The International Festival of Authors and the Toronto Public Library present the RBC Taylor Prize finalists in a panel discussion with the Toronto Star Books Editor, Deborah Dundas.
The five finalists are:
Stephen R. Bown – Island of the Blue Foxes: Disaster and Triumph on Bering’s Great Voyage to Alaska (published by Douglas & McIntyre)
Daniel Coleman – Yardwork: A Biography of an Urban Place (published by Wolsak and Wynn)
James Maskalyk – Life on the Ground Floor: Letters from the Edge of Emergency Medicine (published by Doubleday Canada)
Tanya Talaga – Seven Fallen Feathers: Racism, Death, and Hard Truths in a Northern City (published by House of Anansi Press)

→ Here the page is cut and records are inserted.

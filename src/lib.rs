#![deny(missing_docs)]
#![deny(missing_debug_implementations)]

//! # httpclient
//!
//! The `httpclient` crate provides a fluent, convenience-first HTTP
//! [`HttpClient`][client] on top of hyper.
//!
//! It handles many of the things that most people just expect an HTTP
//! client to do for them:
//!
//! - Fluent per-request configuration over reusable client defaults
//! - Plain bodies, JSON, urlencoded forms, multipart file uploads
//! - Customizable [redirect policy](#redirects)
//! - HTTP [proxies](#proxies)
//! - Cookies, persisted in a jar across requests
//! - Transparent gzip response decoding
//!
//! ## Making a GET request
//!
//! For a single request, you can use the [`get`][get] shortcut method.
//!
//! ```rust
//! # async fn run() -> Result<(), httpclient::Error> {
//! let body = httpclient::get("https://www.rust-lang.org")
//!     .await?
//!     .text()
//!     .await?;
//!
//! println!("body = {:?}", body);
//! # Ok(())
//! # }
//! ```
//!
//! **NOTE**: If you plan to perform multiple requests, it is best to create
//! an [`HttpClient`][client] and reuse it: the client caches its connection
//! transport and cookie jar between requests for as long as the options
//! affecting them stay unchanged.
//!
//! ## Fluent configuration
//!
//! Client-level defaults are set once with
//! [`defaults`][HttpClient::defaults]; one-time overrides are staged with
//! the `with_*` methods and consumed by the request that ends the
//! sequence, whether it succeeds or fails:
//!
//! ```rust
//! # async fn run() -> Result<(), httpclient::Error> {
//! use httpclient::{Config, HttpClient, Options};
//!
//! let client = HttpClient::with_defaults(Config::from(
//!     Options::new().user_agent("my-crawler/1.0"),
//! ));
//!
//! let res = client
//!     .with_option("followlocation", false)
//!     .with_header("x-request-id", "42")
//!     .get("http://httpbin.org/get", &[("q", "rust")])
//!     .await;
//! # Ok(())
//! # }
//! ```
//!
//! When several tasks share one client, bracket each fluent sequence with
//! [`begin`][HttpClient::begin] so the staged state and the verb call are
//! atomic; the verb call always releases the client again.
//!
//! ## Making POST requests (or setting request bodies)
//!
//! A form POST takes its parameters directly; a parameter key starting
//! with `@` marks its value as a file path and switches the request to
//! `multipart/form-data`:
//!
//! ```rust
//! # async fn run() -> Result<(), httpclient::Error> {
//! let client = httpclient::HttpClient::new();
//!
//! // urlencoded form
//! let res = client
//!     .post("http://httpbin.org/post", &[("comment", "hello")])
//!     .await?;
//!
//! // multipart, because of the file-marked key
//! let res = client
//!     .post(
//!         "http://httpbin.org/post",
//!         &[("comment", "hello"), ("@upload", "README.md")],
//!     )
//!     .await?;
//! # Ok(())
//! # }
//! ```
//!
//! ### JSON
//!
//! The `*_json` verbs serialize any [`serde::Serialize`] value and set the
//! content type:
//!
//! ```rust
//! # use std::collections::HashMap;
//! # async fn run() -> Result<(), httpclient::Error> {
//! let mut map = HashMap::new();
//! map.insert("lang", "rust");
//!
//! let client = httpclient::HttpClient::new();
//! let res = client.post_json("http://httpbin.org/post", &map).await?;
//! # Ok(())
//! # }
//! ```
//!
//! ## Redirects
//!
//! By default the client follows up to 10 redirects, carrying the
//! `User-Agent` header across hops. The follow-location and max-redirects
//! options tune this, and a [`redirect::Policy`] replaces it entirely. A
//! redirect refused by policy is reported as an error that still carries
//! the last received response for inspection.
//!
//! ## Proxies
//!
//! A plain HTTP proxy is configured with the proxy option (the address is
//! prefixed with `http://` when it has no scheme), or per request with a
//! [`ProxySelector`]. Https destinations are tunneled through the proxy
//! with CONNECT.
//!
//! ## Cookies
//!
//! A cookie jar is enabled by default: response cookies are stored per URL
//! and sent back on subsequent requests from the same client. Disable it
//! with the cookie-jar option, or supply your own [`cookie::CookieStore`].
//!
//! [client]: ./struct.HttpClient.html
//! [get]: ./fn.get.html

pub use http::header;
pub use http::Method;
pub use http::{StatusCode, Version};
pub use url::Url;

pub use self::body::Body;
pub use self::client::{BeforeRequest, Config, HttpClient};
pub use self::error::{BoxError, Error, Result};
pub use self::into_url::IntoUrl;
pub use self::options::{OptionKey, Options, Value, DEFAULT_USER_AGENT};
pub use self::proxy::{ProxyChoice, ProxyKind, ProxySelector};
pub use self::response::Response;

mod body;
mod client;
pub mod cookie;
mod connect;
mod error;
mod into_url;
mod options;
mod proxy;
pub mod redirect;
mod request;
mod response;
mod util;

/// Shortcut method to quickly make a GET request with a fresh client.
///
/// See also the methods on the [`httpclient::Response`](./struct.Response.html)
/// type.
///
/// **NOTE**: This function creates a new internal `HttpClient` on each
/// call, and so should not be used if making many requests. Create an
/// [`HttpClient`](./struct.HttpClient.html) instead.
///
/// # Examples
///
/// ```rust
/// # async fn run() -> Result<(), httpclient::Error> {
/// let body = httpclient::get("https://www.rust-lang.org")
///     .await?
///     .text()
///     .await?;
/// # Ok(())
/// # }
/// ```
///
/// # Errors
///
/// This function fails if:
///
/// - the supplied `Url` cannot be parsed
/// - there was an error while sending the request
/// - a redirect was refused by policy
pub async fn get<U: IntoUrl>(url: U) -> crate::Result<Response> {
    HttpClient::new().get(url, &[]).await
}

Max Wallace – In the Name of Humanity (published by Allen Lane Canada)
The 17th annual prize will be awarded on February 26, 2018 at a gala luncheon.
For more information about the Prize, visit rbctaylorprize.ca.
This event is presented in partnership with the Toronto Public Library.
Stephen R. Bown is the author of many critically acclaimed, award-winning titles, including most recently White Eskimo (Douglas & McIntyre, 2015), which was the winner of the 2016 William Mills Prize for Non-Fiction Polar Books. Bown lives in the Canadian Rockies.
Daniel Coleman has long been fascinated by the poetic power of narrative arts to generate a sense of place and community, critical social engagement and mindfulness, and especially wonder. As a reader, writer and teacher, he is compelled by the long, slow project of unlearning naturalized injustices and sanctioned ignorance and is witness to the fact that fresh ways to learn still occur and have transformative power. He has written scholarly books about literature, masculinity, migration and whiteness in Canada, and he has written literary non-fiction books about his upbringing among missionaries in Ethiopia, about the spiritual and cultural politics of reading and about eco-human relations in Hamilton, Ontario, the post-industrial city where he lives. He has edited books on early Canadian literary cultures, post-colonial masculinities, race, Caribbean-Canadian literature, the state of the humanities in Canadian universities, the creativity and resilience of refugees and Indigenous peoples, and international scholarship on Canadian literatures.
Deborah Dundas became the Books Editor at the Toronto Star after reviewing books for the paper for more than 15 years. She has worked in the media for more than 25 years – including stints as a books editor, but also in business, lifestyle, and national and city politics. She's worked at CTV and TVO, both as an editor/producer and reporting, interviewing or producing shows on emerging artists, popular writers and literary powerhouses. She's also lived and worked in Northern Ireland. She feels that the books beat is the perfect marriage of her diverse experience and interests.
Dr. James Maskalyk, bestselling author of the critically acclaimed Six Months in Sudan, is an emergency-room physician, award-winning teacher and member of Médecins Sans Frontières. He teaches meditation with the Consciousness Explorers Club and currently divides his time between Toronto and Addis Ababa.
Tanya Talaga has been a journalist at the Toronto Star for twenty years, covering everything from general city news to education, national health care, foreign news, and Indigenous affairs. She has been nominated five times for the Michener Award in public service journalism. In 2013, she was part of a team that won a National Newspaper Award for a year-long project on the Rana Plaza disaster in Bangladesh. In 2015, she was part of a team that won a National Newspaper Award for Gone, a series of stories on Missing and Murdered Indigenous Women and Girls. She is the 2017–2018 Atkinson Fellow in Public Policy. Talaga is of Polish and Indigenous descent. Her great-grandmother, Liz Gauthier, was a residential school survivor. Her great-grandfather, Russell Bowen, was an Ojibwe trapper and labourer. Her grandmother is a member of Fort William First Nation. Her mother was raised in Raith and Graham, Ontario. Talaga lives in Toronto with her two teenage children.
Max Wallace is the author of four books, including The American Axis, about the Nazi affiliations of Henry Ford and Charles Lindbergh, which was endorsed by two-time Pulitzer Prize-winning author Arthur M. Schlesinger Jr. Wallace is the former Executive Director of the Anne & Max Bailey Center for Holocaust Studies, and from 1996 to 2000 worked for Steven Spielberg's Shoah Foundation, documenting the video testimonies of Holocaust survivors. He has contributed to the Sunday New York Times and the BBC, and has appeared on The Today Show and Dateline NBC. He lives in Toronto.